* _Exercise directions_
The entire listing below is to be transcribed without a single slip.
##########
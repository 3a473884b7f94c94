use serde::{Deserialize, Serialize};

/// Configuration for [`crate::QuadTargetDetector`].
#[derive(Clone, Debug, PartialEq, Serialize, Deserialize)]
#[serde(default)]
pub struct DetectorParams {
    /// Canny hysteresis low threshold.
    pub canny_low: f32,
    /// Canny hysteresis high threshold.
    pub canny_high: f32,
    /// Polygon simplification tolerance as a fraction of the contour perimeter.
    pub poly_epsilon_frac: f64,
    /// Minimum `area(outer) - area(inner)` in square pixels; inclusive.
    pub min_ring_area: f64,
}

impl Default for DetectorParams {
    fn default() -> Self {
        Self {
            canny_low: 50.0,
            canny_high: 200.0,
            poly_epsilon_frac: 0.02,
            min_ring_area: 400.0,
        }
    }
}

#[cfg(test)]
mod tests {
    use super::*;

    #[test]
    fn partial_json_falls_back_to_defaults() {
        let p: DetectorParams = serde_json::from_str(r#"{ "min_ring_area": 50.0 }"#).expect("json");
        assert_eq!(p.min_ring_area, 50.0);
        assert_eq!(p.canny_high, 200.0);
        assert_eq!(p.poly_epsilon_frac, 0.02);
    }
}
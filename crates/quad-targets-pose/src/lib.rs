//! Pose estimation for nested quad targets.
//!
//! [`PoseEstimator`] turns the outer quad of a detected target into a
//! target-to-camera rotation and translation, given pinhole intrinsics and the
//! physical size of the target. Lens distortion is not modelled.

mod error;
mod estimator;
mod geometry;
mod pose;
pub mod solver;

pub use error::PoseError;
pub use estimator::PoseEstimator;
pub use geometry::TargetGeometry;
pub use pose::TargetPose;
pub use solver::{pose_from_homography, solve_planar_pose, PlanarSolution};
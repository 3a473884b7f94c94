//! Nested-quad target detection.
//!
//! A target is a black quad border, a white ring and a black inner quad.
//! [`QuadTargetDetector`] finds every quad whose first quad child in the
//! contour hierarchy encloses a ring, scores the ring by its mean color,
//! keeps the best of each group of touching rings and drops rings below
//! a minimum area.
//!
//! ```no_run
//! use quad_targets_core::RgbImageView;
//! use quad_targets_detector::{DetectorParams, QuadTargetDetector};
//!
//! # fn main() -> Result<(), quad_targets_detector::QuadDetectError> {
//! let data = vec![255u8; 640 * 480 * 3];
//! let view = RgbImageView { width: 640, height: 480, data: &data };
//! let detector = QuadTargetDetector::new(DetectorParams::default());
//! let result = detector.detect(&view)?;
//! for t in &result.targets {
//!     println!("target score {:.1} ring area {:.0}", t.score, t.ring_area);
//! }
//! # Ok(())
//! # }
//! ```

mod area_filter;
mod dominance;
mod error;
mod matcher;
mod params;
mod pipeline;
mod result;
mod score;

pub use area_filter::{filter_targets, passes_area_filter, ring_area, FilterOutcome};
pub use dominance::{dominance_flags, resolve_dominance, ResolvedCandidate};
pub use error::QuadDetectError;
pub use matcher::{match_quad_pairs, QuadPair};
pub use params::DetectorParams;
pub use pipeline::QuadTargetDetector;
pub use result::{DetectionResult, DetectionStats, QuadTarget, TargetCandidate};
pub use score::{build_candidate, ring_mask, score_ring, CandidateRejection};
##########
* _Solution to this problem_
repository 3a473884b7f94c94
use serde::{Deserialize, Serialize};

/// Configuration for [`crate::QuadTargetDetector`].
#[derive(Clone, Debug, PartialEq, Serialize, Deserialize)]
#[serde(default)]
pub struct DetectorParams {
    /// Canny hysteresis low threshold.
    pub canny_low: f32,
    /// Canny hysteresis high threshold.
    pub canny_high: f32,
    /// Polygon simplification tolerance as a fraction of the contour perimeter.
    pub poly_epsilon_frac: f64,
    /// Minimum `area(outer) - area(inner)` in square pixels; inclusive.
    pub min_ring_area: f64,
}

impl Default for DetectorParams {
    fn default() -> Self {
        Self {
            canny_low: 50.0,
            canny_high: 200.0,
            poly_epsilon_frac: 0.02,
            min_ring_area: 400.0,
        }
    }
}

#[cfg(test)]
mod tests {
    use super::*;

    #[test]
    fn partial_json_falls_back_to_defaults() {
        let p: DetectorParams = serde_json::from_str(r#"{ "min_ring_area": 50.0 }"#).expect("json");
        assert_eq!(p.min_ring_area, 50.0);
        assert_eq!(p.canny_high, 200.0);
        assert_eq!(p.poly_epsilon_frac, 0.02);
    }
}
filename crates/quad-targets-pose/src/lib.rs
//! Pose estimation for nested quad targets.
//!
//! [`PoseEstimator`] turns the outer quad of a detected target into a
//! target-to-camera rotation and translation, given pinhole intrinsics and the
//! physical size of the target. Lens distortion is not modelled.

mod error;
mod estimator;
mod geometry;
mod pose;
pub mod solver;

pub use error::PoseError;
pub use estimator::PoseEstimator;
pub use geometry::TargetGeometry;
pub use pose::TargetPose;
pub use solver::{pose_from_homography, solve_planar_pose, PlanarSolution};
repository 3a473884b7f94c94
//! Nested-quad target detection.
//!
//! A target is a black quad border, a white ring and a black inner quad.
//! [`QuadTargetDetector`] finds every quad whose first quad child in the
//! contour hierarchy encloses a ring, scores the ring by its mean color,
//! keeps the best of each group of touching rings and drops rings below
//! a minimum area.
//!
//! ```no_run
//! use quad_targets_core::RgbImageView;
//! use quad_targets_detector::{DetectorParams, QuadTargetDetector};
//!
//! # fn main() -> Result<(), quad_targets_detector::QuadDetectError> {
//! let data = vec![255u8; 640 * 480 * 3];
//! let view = RgbImageView { width: 640, height: 480, data: &data };
//! let detector = QuadTargetDetector::new(DetectorParams::default());
//! let result = detector.detect(&view)?;
//! for t in &result.targets {
//!     println!("target score {:.1} ring area {:.0}", t.score, t.ring_area);
//! }
//! # Ok(())
//! # }
//! ```

mod area_filter;
mod dominance;
mod error;
mod matcher;
mod params;
mod pipeline;
mod result;
mod score;

pub use area_filter::{filter_targets, passes_area_filter, ring_area, FilterOutcome};
pub use dominance::{dominance_flags, resolve_dominance, ResolvedCandidate};
pub use error::QuadDetectError;
pub use matcher::{match_quad_pairs, QuadPair};
pub use params::DetectorParams;
pub use pipeline::QuadTargetDetector;
pub use result::{DetectionResult, DetectionStats, QuadTarget, TargetCandidate};
pub use score::{build_candidate, ring_mask, score_ring, CandidateRejection};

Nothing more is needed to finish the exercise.